Now, researchers from the University of Notre Dame are adding new evidence to the emerging concept that these silent mutations may have crucial consequences. Their study, published in the Proceedings of the National Academy of Sciences, showed how a synonymous mutation in one gene can significantly affect a neighboring gene, increasing its protein production.

"The dogma in the field right now is that within the protein coding part of the genome, the only mutations that matter are the ones that change the DNA to code from one amino acid to another," said Patricia L. Clark, the O'Hara Professor of Chemistry and Biochemistry at Notre Dame and lead author of the study. "That's a very oversimplified view -- to the point of being detrimental -- of what matters."

For this study, funded by Clark's Director's Pioneer Award from the National Institutes of Health, researchers experimented with the genome of the bacteria E. coli, as its small genome and simple cell structure make it more straightforward to ask fundamental questions about the impact of mutations than human cells. They created nine different synonymous versions of the CAT (Chloramphenicol acetyltransferase) gene, with each using different synonymous codons to encode the CAT protein.

When those different synonymous versions were expressed, they discovered that four of nine synonymous sequences affected the number of CAT proteins synthesized.

"Think about synonymous mutations like a huge quilt of possible DNA sequences that are all going to give you the same protein," Clark said. "You can pick any part of the quilt and get the same protein, but will you get the same amount of protein? Will the protein fold be the same? Is the cell going to be healthy? This is what we were looking at."

Clark's initial hypothesis, as an expert in protein folding, was that these four synonymous mutations might be altering CAT protein folding, which occurs after gene expression. However, the researchers -- including first author Anabel Rodriguez, then a doctoral student in Clark's lab -- went on to discover that the impact of the synonymous mutations occurs during the gene expression process, affecting the transcription of DNA to RNA.

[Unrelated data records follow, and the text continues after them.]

//! Export module for saving generated worlds.
//!
//! Biome maps are written as RGBA PNGs, one pixel per cell, colored from
//! each biome's `#rrggbb` string.

mod biome_map;

pub use biome_map::{
    export_world_png, parse_hex_color, world_to_image, BiomeMapError, BiomeMapOptions,
    ColorParseError,
};
//! Terrain generation module.
//!
//! Holds the generation parameters, the height shaping curves applied to
//! raw noise, and the [`World`] grid produced by a run.

mod config;
mod shaping;
mod world;

pub use config::{
    sanitize, GenerationConfig, NormalizedConfig, DEFAULT_BORDER_SMOOTHNESS, DEFAULT_FALLOFF,
    DEFAULT_FREQUENCY_CHANGE, DEFAULT_HEIGHT_REDISTRIBUTION, MAX_LATTICE_FREQUENCY, MAX_OCTAVES,
};
pub use shaping::{
    average_height, falloff_factor, redistribute, shape_height, smootherstep, AVERAGING_POWER,
};
pub use world::{Point, World, WorldError, UNCLASSIFIED};
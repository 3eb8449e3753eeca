//! Grid assembly: noise, shaping and classification for every cell.

use rayon::prelude::*;
use thiserror::Error;
use tracing::{debug, instrument};

use super::params::GenerateParams;
use crate::biomes::{BiomeData, BiomeError, BiomeRange, BiomeTable};
use crate::noise::{LatticeNoise, NoiseError, NoiseField};
use crate::terrain::{shape_height, GenerationConfig, Point, World, UNCLASSIFIED};

/// Errors that stop a generation run before any cell is evaluated.
#[derive(Error, Debug, Clone, PartialEq, Eq)]
pub enum GenerateError {
    #[error("Invalid seed table: {0}")]
    Noise(#[from] NoiseError),
    #[error("Grid extent {width}x{height} does not fit in memory")]
    ExtentTooLarge { width: u32, height: u32 },
}

/// Generates a world with the built-in lattice noise backend.
///
/// The seed table is resolved and validated once, before the grid loop.
#[instrument(skip_all, fields(width = config.width, height = config.height))]
pub fn generate(
    config: &GenerationConfig,
    biomes: &BiomeTable,
    params: &GenerateParams,
) -> Result<World, GenerateError> {
    let (seed, table) = params.resolve()?;
    let noise = LatticeNoise::from_config(table, &config.normalize());
    generate_with_field(config, biomes, &noise, seed, params.offset)
}

/// Generates a world sampling heights from any [`NoiseField`].
///
/// Rows are evaluated in parallel; each worker owns a disjoint row of the
/// output, so the result does not depend on thread count.
pub fn generate_with_field<N>(
    config: &GenerationConfig,
    biomes: &BiomeTable,
    field: &N,
    seed: Option<u64>,
    offset: Point,
) -> Result<World, GenerateError>
where
    N: NoiseField + ?Sized,
{
    let width = config.width;
    let height = config.height;
    let descriptors = biomes.descriptors();

    if width == 0 || height == 0 {
        debug!("zero extent, returning empty world");
        return Ok(World::empty(seed, descriptors));
    }

    let row_len = width as usize;
    let cells = row_len
        .checked_mul(height as usize)
        .ok_or(GenerateError::ExtentTooLarge { width, height })?;

    let normalized = config.normalize();
    debug!(
        noise = field.name(),
        octaves = normalized.octave_count,
        lattice_frequency = normalized.lattice_frequency,
        exponent = normalized.redistribution_exponent,
        falloff = normalized.falloff_strength,
        averaging = normalized.height_averaging,
        biomes = biomes.len(),
        "generating world"
    );

    let mut biome_ids = vec![UNCLASSIFIED; cells];
    biome_ids
        .par_chunks_mut(row_len)
        .enumerate()
        .for_each(|(y, row)| {
            let y = y as u32;
            let ly = offset.y.wrapping_add(y as i64);
            for (x, id) in row.iter_mut().enumerate() {
                let x = x as u32;
                let lx = offset.x.wrapping_add(x as i64);
                let raw = field.evaluate(lx, ly, width, height);
                let shaped = shape_height(raw, &normalized, x, y, width, height);
                *id = biomes.classify_id(shaped);
            }
        });

    let world = World::from_parts(width, height, seed, descriptors, biome_ids);
    debug!(
        cells,
        unclassified = world.unclassified_count(),
        "world generated"
    );
    Ok(world)
}

/// A generation config paired with the biome table it classifies into.
#[derive(Debug, Clone, Default)]
pub struct WorldGenerator {
    config: GenerationConfig,
    biomes: BiomeTable,
}

impl WorldGenerator {
    pub fn new(config: GenerationConfig, biomes: BiomeTable) -> Self {
        Self { config, biomes }
    }

    pub fn config(&self) -> &GenerationConfig {
        &self.config
    }

    pub fn config_mut(&mut self) -> &mut GenerationConfig {
        &mut self.config
    }

    pub fn biomes(&self) -> &BiomeTable {
        &self.biomes
    }

    /// Appends a biome range after the existing ones.
    pub fn add_biome(
        &mut self,
        lower: f64,
        upper: f64,
        data: BiomeData,
    ) -> Result<&BiomeRange, BiomeError> {
        self.biomes.push(lower, upper, data)
    }

    pub fn clear_biomes(&mut self) {
        self.biomes.clear();
    }

    pub fn generate(&self, params: &GenerateParams) -> Result<World, GenerateError> {
        generate(&self.config, &self.biomes, params)
    }

    pub fn generate_with_field<N>(
        &self,
        field: &N,
        seed: Option<u64>,
        offset: Point,
    ) -> Result<World, GenerateError>
    where
        N: NoiseField + ?Sized,
    {
        generate_with_field(&self.config, &self.biomes, field, seed, offset)
    }
}

#[cfg(test)]
mod tests {
    use super::*;
    use crate::noise::SeedTable;
    use crate::terrain::{NormalizedConfig, UNCLASSIFIED};

    fn flat_config(width: u32, height: u32) -> GenerationConfig {
        GenerationConfig {
            width,
            height,
            frequency_change: 0.0,
            border_smoothness: 1.0,
            height_redistribution: 1.0,
            falloff: 0.0,
            height_averaging: Some(false),
        }
    }

    fn single_biome() -> BiomeTable {
        BiomeTable::from_ranges([(0.0, 1.0, BiomeData::new("A", "#00ff00"))]).unwrap()
    }

    /// Constant field for exercising the pipeline without lattice noise.
    struct ConstantField(f64);

    impl NoiseField for ConstantField {
        fn evaluate(&self, _x: i64, _y: i64, _width: u32, _height: u32) -> f64 {
            self.0
        }
    }

    #[test]
    fn test_zero_table_classifies_every_cell() {
        let table = SeedTable::new(vec![0.0; 256]).unwrap();
        let world = generate(
            &flat_config(4, 4),
            &single_biome(),
            &GenerateParams::with_table(table),
        )
        .unwrap();

        assert_eq!(world.len(), 16);
        assert_eq!(world.seed(), None);
        for (_, biome) in world.iter() {
            assert_eq!(biome.unwrap().name, "A");
        }
    }

    #[test]
    fn test_same_inputs_produce_identical_worlds() {
        let config = GenerationConfig {
            width: 48,
            height: 32,
            falloff: 0.3,
            ..Default::default()
        };
        let biomes = BiomeTable::standard();
        let params = GenerateParams::with_seed(2024).offset(Point::new(5, -3));

        let a = generate(&config, &biomes, &params).unwrap();
        let b = generate(&config, &biomes, &params).unwrap();
        assert_eq!(a, b);
        assert_eq!(a.seed(), Some(2024));
    }

    #[test]
    fn test_parallel_rows_match_sequential_reference() {
        let config = GenerationConfig {
            width: 37,
            height: 23,
            frequency_change: 0.6,
            border_smoothness: 0.2,
            height_redistribution: 1.2,
            falloff: 0.4,
            height_averaging: Some(true),
        };
        let biomes = BiomeTable::standard();
        let table = SeedTable::from_seed(77, 512).unwrap();
        let world = generate(&config, &biomes, &GenerateParams::with_table(table.clone())).unwrap();

        let normalized: NormalizedConfig = config.normalize();
        let noise = LatticeNoise::from_config(table, &normalized);
        for y in 0..config.height {
            for x in 0..config.width {
                let raw = noise.evaluate(x as i64, y as i64, config.width, config.height);
                let shaped = shape_height(raw, &normalized, x, y, config.width, config.height);
                let expected = biomes.classify_id(shaped);
                assert_eq!(
                    world.biome_id_at(Point::new(x as i64, y as i64)),
                    Some(expected),
                    "mismatch at ({}, {})",
                    x,
                    y
                );
            }
        }
    }

    #[test]
    fn test_offset_shifts_noise_sampling() {
        let config = flat_config(16, 16);
        let config = GenerationConfig {
            frequency_change: 0.5,
            border_smoothness: 0.0,
            ..config
        };
        let biomes = BiomeTable::standard();
        let table = SeedTable::from_seed(3, 256).unwrap();

        let base = generate(&config, &biomes, &GenerateParams::with_table(table.clone())).unwrap();
        let shifted = generate(
            &config,
            &biomes,
            &GenerateParams::with_table(table).offset(Point::new(1, 0)),
        )
        .unwrap();

        for y in 0..16 {
            for x in 0..15 {
                assert_eq!(
                    shifted.biome_id_at(Point::new(x, y)),
                    base.biome_id_at(Point::new(x + 1, y))
                );
            }
        }
    }

    #[test]
    fn test_uncovered_heights_become_unclassified() {
        let biomes =
            BiomeTable::from_ranges([(0.2, 0.8, BiomeData::new("Middle", "#888888"))]).unwrap();
        let world =
            generate_with_field(&flat_config(5, 5), &biomes, &ConstantField(0.1), None, Point::ORIGIN)
                .unwrap();
        assert_eq!(world.unclassified_count(), 25);
        assert!(world.biome_ids().iter().all(|&id| id == UNCLASSIFIED));
    }

    #[test]
    fn test_zero_extent_returns_empty_world() {
        let world = generate(
            &flat_config(0, 10),
            &single_biome(),
            &GenerateParams::with_seed(9),
        )
        .unwrap();
        assert!(world.is_empty());
        assert_eq!(world.width(), 0);
        assert_eq!(world.height(), 0);
        assert_eq!(world.seed(), Some(9));
    }

    #[test]
    fn test_invalid_table_length_fails_before_generation() {
        let err = generate(
            &flat_config(4, 4),
            &single_biome(),
            &GenerateParams::with_seed(1).table_len(300),
        )
        .unwrap_err();
        assert_eq!(err, GenerateError::Noise(NoiseError::InvalidTableSize(300)));
    }

    #[test]
    fn test_generator_manages_its_biome_table() {
        let mut generator = WorldGenerator::new(flat_config(3, 3), BiomeTable::new());
        generator
            .add_biome(0.0, 0.5, BiomeData::new("Low", "#000080"))
            .unwrap();
        generator
            .add_biome(0.5, 1.0, BiomeData::new("High", "#ffffff"))
            .unwrap();
        assert_eq!(generator.biomes().len(), 2);

        let world = generator
            .generate_with_field(&ConstantField(0.75), Some(1), Point::ORIGIN)
            .unwrap();
        assert!(world.iter().all(|(_, b)| b.map(|b| b.name.as_str()) == Some("High")));

        generator.clear_biomes();
        let world = generator
            .generate_with_field(&ConstantField(0.75), Some(1), Point::ORIGIN)
            .unwrap();
        assert_eq!(world.unclassified_count(), 9);
    }

    #[test]
    fn test_world_keeps_its_own_descriptor_copy() {
        let mut generator = WorldGenerator::new(flat_config(2, 2), single_biome());
        let world = generator
            .generate_with_field(&ConstantField(0.5), None, Point::ORIGIN)
            .unwrap();
        generator.clear_biomes();
        generator
            .add_biome(0.0, 1.0, BiomeData::new("Replaced", "#123456"))
            .unwrap();
        assert_eq!(world.get_at(Point::ORIGIN).unwrap().name, "A");
    }
}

"What Anabel showed was that the amount of CAT protein synthesis was correlated to the amount of CAT RNA synthesis," Clark said. "This indicated that some synonymous mutations screwed up the synthesis of RNA from DNA. That Anabel was able to figure out this novel transcriptional regulation mechanism, while working in a lab with no previous experience studying transcription, is a remarkable achievement."

The research showed that some of the synonymous mutations created cryptic transcription sites on the CAT DNA strand. RNA polymerase, the enzyme responsible for transcribing DNA to RNA, was binding to these cryptic transcription sites -- instead of their expected binding site.

These polymerases synthesized an RNA that started within CAT, but extended to also encode the entire neighboring, upstream gene. In the case of CAT, the upstream gene encodes a repressor protein, so making more of it represses the expression of CAT.

The concept of a synonymous mutation impacting its own gene's processes has only been considered in the last decade. So the idea that a synonymous mutation on one gene could also affect the transcription and translation processes of a neighboring gene is a significant expansion -- and something Clark and her lab plan to further explore.

"There has been an increasing number of landmark studies that show how incomplete our understanding is on the impact of synonymous mutations. We should be considering how these mutations impact all diseases and genetic disorders," Clark said. "I hope that our study will help accelerate the building of a comprehensive understanding."

Next, the research team plans to analyze how some of the synonymous mutations of the CAT gene were able to recruit RNA polymerase to the cryptic binding location so efficiently. This is especially intriguing given that the currently available machine learning algorithms have not been able to accurately predict it.

Clark serves as an associate vice president of research and director of the Biophysics Instrumentation Core Facility at Notre Dame. Anabel Rodriguez, former graduate student in Clark's lab and current instructor at Coastal Carolina Community College, was the lead author of the study.

Other study co-authors include Jacob Diehl, Christopher Bonar, Taylor Lundgren, McKenze Moss, Jun Li, Tijana Milenkovic, Paul Huber and Matthew Champion from Notre Dame; Gabriel Wright from the Milwaukee School of Engineering; and Scott Emrich from the University of Tennessee.